Dee Evans – Mustangs Ahead Senior Editor

NEWS(LAKEWOOD RANCH, FL)- On Dec. 12, LRHS hosted a Principal’s Forum to allow the three principal finalists a chance to meet both the community and faculty at the Ranch.

The finalists introduced themselves, discussed their plans and priorities for the school, and then answered questions the audience had.

Though a date has not been announced for the final decision, this forum did allow members of the public and the school to learn more about what LRHS could look like in the future under each finalists’ leadership.

The three finalists are –

Dustin Dahlquist

Dahlquist is currently the Principal of Buffalo Creek Middle School.

Dahlquist is originally from Lakewood, New York but moved to Florida after getting accepted into the University of Florida, where he got his Bachelor of Science in Exercise and Sport Science Physical Education. After this, Dahlquist went on to get his Master of Education in Educational Leadership from the University of South Florida.

Dahlquist has been working in Manatee County schools for the past 22 years and has worked in all areas of education. He has worked as a science teacher, a physical education teacher, an athletics and activities director, and an assistant principal before taking on his role as Principal at Buffalo Creek.

Dahlquist said that when this job became available, he needed to apply.

“This is one of the crown jewels in the school district of Manatee County.  I’m a high school administrator. I would not trade my time at Buffalo Creek Middle School, but when this job came open, this is one of the few jobs in Manatee County that I would leave my current job for,” Dahlquist added.

If Dahlquist becomes Principal, he plans to “focus on the maintenance and enhancement of student achievement, continue to build upon the positive school culture, and also ensure the safety of our students here.”

Michael Mullen

Mullen was born and raised in Bradenton, Florida and is more than familiar with the Manatee County school system, having worked at LRHS from 2007 until 2017.

Mullen got his Bachelor of Arts in Social Science Education from Florida Southern College before earning his Master of Arts in Educational Leadership from Nova Southeastern University.

Mullen has had 25 years of experience, with 20 of those years being within the Manatee County schools. During this time, he has worked as a teacher, an athletic director, a testing coordinator, and an assistant principal.

Mullen also had the opportunity to work under two previous LRHS principals, Linda Nesselhauf and Craig Little, who he said taught him many things about working with people, the day to day dealings within a school, and structure.

“This community is where I grew up, I lived here before it was even a community,” Mullen said. “I lived here when it was cow pastures and barbed wire. This is my home, and this is where I belong.”

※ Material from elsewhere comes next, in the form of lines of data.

//! Path conflicts
//!
//! A [`PathConflict`] records that mappings from two or more packages
//! contend for a repository path (or for nested paths below it) with no
//! override relation between their packages. It holds at most one mapping
//! per package.
//!
//! The link between a conflict and its mappings is kept on both sides: the
//! conflict stores mapping keys by package name, and each mapping stores the
//! ids of the conflicts it belongs to. Only [`PathConflict::add_mapping`],
//! [`PathConflict::remove_mapping`] and [`PathConflict::resolve`] change that
//! link, so both sides always agree.

use std::fmt;

use indexmap::IndexMap;

use crate::error::{Error, Result};
use crate::mapping::MappingKey;
use crate::package::PackageSet;

/// Stable identifier of a conflict
#[derive(Debug, Clone, Copy, PartialEq, Eq, Hash, PartialOrd, Ord)]
pub struct ConflictId(u64);

impl ConflictId {
    pub fn new(id: u64) -> Self {
        Self(id)
    }
}

impl fmt::Display for ConflictId {
    fn fmt(&self, f: &mut fmt::Formatter<'_>) -> fmt::Result {
        write!(f, "#{}", self.0)
    }
}

/// Contention between mappings of different packages at a repository path
#[derive(Debug, Clone)]
pub struct PathConflict {
    id: ConflictId,
    repository_path: String,
    mappings: IndexMap<String, MappingKey>,
}

impl PathConflict {
    pub fn new(id: ConflictId, repository_path: &str) -> Self {
        Self {
            id,
            repository_path: repository_path.to_string(),
            mappings: IndexMap::new(),
        }
    }

    pub fn id(&self) -> ConflictId {
        self.id
    }

    /// The path at which the contention occurs
    pub fn repository_path(&self) -> &str {
        &self.repository_path
    }

    /// Contending mappings in the order they joined
    pub fn mappings(&self) -> impl Iterator<Item = &MappingKey> {
        self.mappings.values()
    }

    pub fn package_names(&self) -> impl Iterator<Item = &str> {
        self.mappings.keys().map(String::as_str)
    }

    pub fn contains(&self, key: &MappingKey) -> bool {
        self.mappings.get(&key.package) == Some(key)
    }

    pub fn has_package(&self, package: &str) -> bool {
        self.mappings.contains_key(package)
    }

    pub fn len(&self) -> usize {
        self.mappings.len()
    }

    pub fn is_empty(&self) -> bool {
        self.mappings.is_empty()
    }

    /// A conflict with fewer than two mappings no longer contends
    pub fn is_resolved(&self) -> bool {
        self.mappings.len() < 2
    }

    /// Add a mapping to the conflict
    ///
    /// Adding a mapping twice has no effect. A mapping from a package that
    /// already has one in the conflict replaces it. Fails with
    /// [`Error::NotLoaded`] if the mapping is not loaded.
    pub fn add_mapping(&mut self, key: &MappingKey, packages: &mut PackageSet) -> Result<()> {
        ensure_loaded(key, packages)?;

        if self.contains(key) {
            return Ok(());
        }

        if let Some(previous) = self.mappings.shift_remove(&key.package) {
            if let Some(mapping) = packages.mapping_mut(&previous) {
                mapping.unlink_conflict(self.id);
            }
        }

        self.mappings.insert(key.package.clone(), key.clone());
        if let Some(mapping) = packages.mapping_mut(key) {
            mapping.link_conflict(self.id);
        }

        Ok(())
    }

    /// Remove a mapping from the conflict
    ///
    /// Removing a mapping that is not part of the conflict has no effect.
    /// When fewer than two mappings remain, the conflict resolves and lets
    /// go of the last one. Fails with [`Error::NotLoaded`] if the mapping is
    /// not loaded.
    pub fn remove_mapping(&mut self, key: &MappingKey, packages: &mut PackageSet) -> Result<()> {
        ensure_loaded(key, packages)?;

        if !self.contains(key) {
            return Ok(());
        }

        self.mappings.shift_remove(&key.package);
        if let Some(mapping) = packages.mapping_mut(key) {
            mapping.unlink_conflict(self.id);
        }

        if self.is_resolved() {
            self.resolve(packages);
        }

        Ok(())
    }

    /// Remove every mapping, leaving an empty, resolved conflict
    pub fn resolve(&mut self, packages: &mut PackageSet) {
        for (_, key) in self.mappings.drain(..) {
            if let Some(mapping) = packages.mapping_mut(&key) {
                mapping.unlink_conflict(self.id);
            }
        }
    }
}

fn ensure_loaded(key: &MappingKey, packages: &PackageSet) -> Result<()> {
    match packages.mapping(key) {
        Some(mapping)
            if mapping.is_loaded() && mapping.containing_package() == Some(key.package.as_str()) =>
        {
            Ok(())
        }
        _ => Err(Error::NotLoaded {
            path: key.repository_path.clone(),
        }),
    }
}

/// Every conflict known to a repository builder
#[derive(Debug, Clone, Default)]
pub struct ConflictIndex {
    conflicts: IndexMap<ConflictId, PathConflict>,
    next_id: u64,
}

impl ConflictIndex {
    pub fn new() -> Self {
        Self::default()
    }

    /// Create an empty conflict at a path
    pub fn create(&mut self, repository_path: &str) -> &mut PathConflict {
        self.next_id += 1;
        let id = ConflictId(self.next_id);
        self.conflicts
            .entry(id)
            .or_insert_with(|| PathConflict::new(id, repository_path))
    }

    pub fn get(&self, id: ConflictId) -> Option<&PathConflict> {
        self.conflicts.get(&id)
    }

    pub fn get_mut(&mut self, id: ConflictId) -> Option<&mut PathConflict> {
        self.conflicts.get_mut(&id)
    }

    pub fn remove(&mut self, id: ConflictId) -> Option<PathConflict> {
        self.conflicts.shift_remove(&id)
    }

    /// Conflicts with at least one of the given mappings
    pub fn ids_touching<'a, I>(&self, keys: I) -> Vec<ConflictId>
    where
        I: IntoIterator<Item = &'a MappingKey>,
    {
        let keys: Vec<&MappingKey> = keys.into_iter().collect();
        self.conflicts
            .values()
            .filter(|conflict| keys.iter().any(|key| conflict.contains(key)))
            .map(PathConflict::id)
            .collect()
    }

    /// Drop conflicts that have resolved
    pub fn prune(&mut self) {
        self.conflicts.retain(|_, conflict| !conflict.is_resolved());
    }

    /// Resolve and drop every conflict
    pub fn clear(&mut self, packages: &mut PackageSet) {
        for (_, mut conflict) in self.conflicts.drain(..) {
            conflict.resolve(packages);
        }
    }

    /// Unresolved conflicts, oldest first
    pub fn unresolved(&self) -> impl Iterator<Item = &PathConflict> {
        self.conflicts.values().filter(|conflict| !conflict.is_resolved())
    }

    pub fn len(&self) -> usize {
        self.conflicts.len()
    }

    pub fn is_empty(&self) -> bool {
        self.conflicts.is_empty()
    }
}

#[cfg(test)]
mod tests {
    use super::*;
    use crate::mapping::{MappingState, PathMapping};
    use crate::package::Package;
    use crate::reference::Resolution;
    use std::path::{Path, PathBuf};

    /// Package set where every package maps `/app`, loaded with a fake source
    fn loaded_packages(names: &[&str]) -> PackageSet {
        let mut packages = PackageSet::new(Package::root("root", Path::new("/root")));
        for name in names {
            let mut package = Package::new(name, Path::new("/vendor"));
            package.add_mapping(PathMapping::new("/app", &["res"]).unwrap());
            package.add_mapping(PathMapping::new("/app/css", &["css"]).unwrap());
            packages.add(package).unwrap();
        }
        for name in names {
            for path in ["/app", "/app/css"] {
                packages
                    .mapping_mut(&MappingKey::new(name, path))
                    .unwrap()
                    .load(
                        name,
                        Resolution {
                            sources: vec![PathBuf::from("/vendor/res")],
                            errors: Vec::new(),
                        },
                    );
            }
        }
        packages
    }

    fn state(packages: &PackageSet, package: &str, path: &str) -> MappingState {
        packages.mapping(&MappingKey::new(package, path)).unwrap().state()
    }

    #[test]
    fn test_add_mapping_links_both_sides() {
        let mut packages = loaded_packages(&["p1", "p2"]);
        let mut index = ConflictIndex::new();
        let conflict = index.create("/app");
        let id = conflict.id();

        conflict.add_mapping(&MappingKey::new("p1", "/app"), &mut packages).unwrap();
        conflict.add_mapping(&MappingKey::new("p2", "/app"), &mut packages).unwrap();

        assert_eq!(conflict.len(), 2);
        assert!(!conflict.is_resolved());
        assert_eq!(state(&packages, "p1", "/app"), MappingState::Conflict);
        let p2 = packages.mapping(&MappingKey::new("p2", "/app")).unwrap();
        assert_eq!(p2.conflict_ids().collect::<Vec<_>>(), vec![id]);
    }

    #[test]
    fn test_add_mapping_is_idempotent() {
        let mut packages = loaded_packages(&["p1"]);
        let mut conflict = PathConflict::new(ConflictId::new(1), "/app");
        let key = MappingKey::new("p1", "/app");

        conflict.add_mapping(&key, &mut packages).unwrap();
        conflict.add_mapping(&key, &mut packages).unwrap();
        assert_eq!(conflict.len(), 1);
    }

    #[test]
    fn test_add_mapping_replaces_same_package() {
        let mut packages = loaded_packages(&["p1", "p2"]);
        let mut conflict = PathConflict::new(ConflictId::new(1), "/app");

        conflict.add_mapping(&MappingKey::new("p1", "/app"), &mut packages).unwrap();
        conflict.add_mapping(&MappingKey::new("p2", "/app"), &mut packages).unwrap();
        conflict
            .add_mapping(&MappingKey::new("p1", "/app/css"), &mut packages)
            .unwrap();

        assert_eq!(conflict.len(), 2);
        assert!(conflict.contains(&MappingKey::new("p1", "/app/css")));
        assert!(!conflict.contains(&MappingKey::new("p1", "/app")));
        assert_eq!(state(&packages, "p1", "/app"), MappingState::Enabled);
        assert_eq!(state(&packages, "p1", "/app/css"), MappingState::Conflict);
    }

    #[test]
    fn test_remove_mapping_below_two_resolves() {
        let mut packages = loaded_packages(&["p1", "p2", "p3"]);
        let mut conflict = PathConflict::new(ConflictId::new(1), "/app");
        for name in ["p1", "p2", "p3"] {
            conflict.add_mapping(&MappingKey::new(name, "/app"), &mut packages).unwrap();
        }

        conflict.remove_mapping(&MappingKey::new("p1", "/app"), &mut packages).unwrap();
        assert_eq!(conflict.len(), 2);
        assert!(!conflict.is_resolved());
        assert_eq!(state(&packages, "p1", "/app"), MappingState::Enabled);

        conflict.remove_mapping(&MappingKey::new("p2", "/app"), &mut packages).unwrap();
        assert!(conflict.is_resolved());
        assert!(conflict.is_empty());
        assert_eq!(state(&packages, "p3", "/app"), MappingState::Enabled);
    }

    #[test]
    fn test_remove_absent_mapping_is_noop() {
        let mut packages = loaded_packages(&["p1", "p2"]);
        let mut conflict = PathConflict::new(ConflictId::new(1), "/app");
        conflict.add_mapping(&MappingKey::new("p1", "/app"), &mut packages).unwrap();
        conflict.add_mapping(&MappingKey::new("p2", "/app"), &mut packages).unwrap();

        conflict
            .remove_mapping(&MappingKey::new("p1", "/app/css"), &mut packages)
            .unwrap();
        assert_eq!(conflict.len(), 2);
    }

    #[test]
    fn test_resolve_empties_conflict() {
        let mut packages = loaded_packages(&["p1", "p2"]);
        let mut conflict = PathConflict::new(ConflictId::new(1), "/app");
        conflict.add_mapping(&MappingKey::new("p1", "/app"), &mut packages).unwrap();
        conflict.add_mapping(&MappingKey::new("p2", "/app"), &mut packages).unwrap();

        conflict.resolve(&mut packages);
        assert!(conflict.is_resolved());
        assert_eq!(conflict.len(), 0);
        assert_eq!(state(&packages, "p1", "/app"), MappingState::Enabled);
        assert_eq!(state(&packages, "p2", "/app"), MappingState::Enabled);
    }

    #[test]
    fn test_unloaded_mapping_is_rejected() {
        let mut packages = loaded_packages(&["p1"]);
        packages
            .root_mut()
            .add_mapping(PathMapping::new("/app", &["res"]).unwrap());
        let mut conflict = PathConflict::new(ConflictId::new(1), "/app");

        let unloaded = MappingKey::new("root", "/app");
        assert!(matches!(
            conflict.add_mapping(&unloaded, &mut packages),
            Err(Error::NotLoaded { .. })
        ));
        assert!(matches!(
            conflict.remove_mapping(&unloaded, &mut packages),
            Err(Error::NotLoaded { .. })
        ));
        assert!(matches!(
            conflict.add_mapping(&MappingKey::new("nobody", "/app"), &mut packages),
            Err(Error::NotLoaded { .. })
        ));
    }

    #[test]
    fn test_index_prunes_resolved_conflicts() {
        let mut packages = loaded_packages(&["p1", "p2"]);
        let mut index = ConflictIndex::new();
        let id = {
            let conflict = index.create("/app");
            conflict.add_mapping(&MappingKey::new("p1", "/app"), &mut packages).unwrap();
            conflict.add_mapping(&MappingKey::new("p2", "/app"), &mut packages).unwrap();
            conflict.id()
        };
        index.create("/other");

        assert_eq!(index.unresolved().count(), 1);
        assert_eq!(index.ids_touching([&MappingKey::new("p2", "/app")]), vec![id]);

        index.prune();
        assert_eq!(index.len(), 1);

        index.clear(&mut packages);
        assert!(index.is_empty());
        assert_eq!(state(&packages, "p1", "/app"), MappingState::Enabled);
    }
}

As principal, Mullen’s priorities would be to continue LRHS traditions while supporting teachers and the different programs offered. He would also update the facilities that are beginning to show their age.

William Harris

Harris is most recently from Virginia Beach but has been in New Hampshire for most of his life. He received his Bachelor of Science in Elementary Education and his master’s degree in Educational Administration from Keene State College. He also got his Certificate of Advanced Graduate Study in Educational Leadership from Plymouth State University.

Harris has worked in various levels of education since 1980. “I have teaching experience, I have administration experience, as an assistant principal, as a principal. I have seen all of the nuances that come with the K through 12 journey, and it is a journey,” added Harris.

Harris has worked at a variety of schools in both New Hampshire and Virginia. He previously served as an assistant principal in Keene High School and a principal in an elementary school, a high school, and a K-8 school.

Harris also believed that this job was an opportunity he just couldn’t pass up. “I did not choose my life path; the path chose me. I have always been happy doing what I was doing but when things pop up as being possible opportunities, I think to myself, would that be fun. If my answer to that is yes, I apply. So, when Lakewood Ranch popped up I thought it would be fun and I would be able to do good things here, so I applied.”

Having never previously worked in Manatee County, Harris does not want to come in with a specific set of goals. When coming to LRHS, he would want to get to know the school environment so he can see what already works, what needs improvement, and how the school can become better than it already is.

Madison Aker and Alexandra Blair assisted on this story.